===== RECORDS PROVIDED =====

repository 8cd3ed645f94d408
//! Telephony webhook routes
//!
//! These are called by the telephony platform and are not behind the admin
//! authentication middleware.

use axum::{
    Router,
    routing::{get, post},
};
use std::sync::Arc;
use tower_http::trace::TraceLayer;

use crate::handlers::twilio;
use crate::state::AppState;

pub fn create_webhook_router() -> Router<Arc<AppState>> {
    Router::new()
        .route(
            "/incoming-call",
            get(twilio::incoming_call).post(twilio::incoming_call),
        )
        .route("/twiml/transfer", post(twilio::transfer_twiml))
        .route("/twilio/number-status", post(twilio::number_status))
        .route("/twilio/dial-action", post(twilio::dial_action))
        .layer(TraceLayer::new_for_http())
}
//! Live transfer to a human: registry, statuses, call control and the
//! TwiML served for the redirected leg.

pub mod call_control;
pub mod registry;
pub mod status;
pub mod twiml;

pub use call_control::{
    CallControl, TWILIO_API_BASE, TransferError, TwilioCallControl, TwilioCallControlConfig,
};
pub use registry::{TRANSFER_POLL_INTERVAL, TRANSFER_TIMEOUT, TransferRecord, TransferRegistry};
pub use status::TransferStatus;
pub use twiml::{DEFAULT_DIAL_TIMEOUT_SECS, NUMBER_STATUS_EVENTS, TransferTwiml};
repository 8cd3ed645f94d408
use crate::errors::auth_error::AuthError;
use crate::state::AppState;
use axum::{
    extract::{Request, State},
    middleware::Next,
    response::Response,
};
use std::sync::Arc;

/// Authenticated client context inserted into request extensions
#[derive(Debug, Clone, Default, PartialEq, Eq)]
pub struct Auth {
    /// Identifier of the matched API secret, `None` when auth is disabled
    pub id: Option<String>,
}

impl Auth {
    pub fn new(id: impl Into<String>) -> Self {
        Self {
            id: Some(id.into()),
        }
    }

    pub fn empty() -> Self {
        Self::default()
    }
}

/// Extract authentication token from request
///
/// Supports two token sources:
/// 1. Authorization header: `Authorization: Bearer <token>` (preferred)
/// 2. Query parameter: `?token=<token>`
fn extract_token(request: &Request) -> Result<String, AuthError> {
    if let Some(auth_header) = request.headers().get("authorization") {
        let auth_str = auth_header
            .to_str()
            .map_err(|_| AuthError::InvalidAuthHeader)?;

        if let Some(token) = auth_str.strip_prefix("Bearer ") {
            tracing::debug!("Token extracted from Authorization header");
            return Ok(token.to_string());
        }
        return Err(AuthError::InvalidAuthHeader);
    }

    if let Some(query) = request.uri().query() {
        for (key, value) in url::form_urlencoded::parse(query.as_bytes()) {
            if key == "token" {
                tracing::debug!("Token extracted from query parameter");
                return Ok(value.to_string());
            }
        }
    }

    Err(AuthError::MissingAuthHeader)
}

/// Authentication middleware for the admin surface
///
/// When `auth_required` is off, an empty [`Auth`] is inserted and the
/// request passes through. Otherwise the bearer token is compared in
/// constant time against the configured API secrets and the matching
/// secret id is inserted as [`Auth`]; anything else is a 401.
pub async fn auth_middleware(
    State(state): State<Arc<AppState>>,
    mut request: Request,
    next: Next,
) -> Result<Response, AuthError> {
    if !state.config.auth_required {
        tracing::debug!("Authentication disabled, inserting empty Auth context");
        request.extensions_mut().insert(Auth::empty());
        return Ok(next.run(request).await);
    }

    let request_method = request.method().to_string();
    let request_path = request.uri().path().to_string();

    if !state.config.has_api_secret_auth() {
        return Err(AuthError::ConfigError(
            "Authentication required but no API secret configured".to_string(),
        ));
    }

    let token = extract_token(&request)?;

    match state.config.find_api_secret_id(&token) {
        Some(secret_id) => {
            tracing::info!(
                method = %request_method,
                path = %request_path,
                auth_id = %secret_id,
                "API secret authentication successful"
            );
            let auth = Auth::new(secret_id);
            request.extensions_mut().insert(auth);
            Ok(next.run(request).await)
        }
        None => {
            tracing::warn!(
                method = %request_method,
                path = %request_path,
                "API secret authentication failed: token mismatch"
            );
            Err(AuthError::Unauthorized("Invalid API secret".to_string()))
        }
    }
}
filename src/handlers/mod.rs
//! HTTP and WebSocket request handlers
//!
//! - `api` - Health check endpoint
//! - `admin` - Call records and transfer lookups
//! - `media_stream` - Telephony media stream WebSocket
//! - `twilio` - Telephony webhooks (incoming call, transfer TwiML, dial callbacks)

pub mod admin;
pub mod api;
pub mod media_stream;
pub mod twilio;

pub use media_stream::media_stream_handler;
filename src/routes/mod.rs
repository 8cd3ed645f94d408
pub mod api;
pub mod media;
pub mod webhooks;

=====

● **WHAT YOU HAVE TO DO**: Scan the data above, find each line with "TraceLayer", and copy it.

● **SOLUTION TO THIS EXERCISE**:
use tower_http::trace::TraceLayer;
        .layer(TraceLayer::new_for_http())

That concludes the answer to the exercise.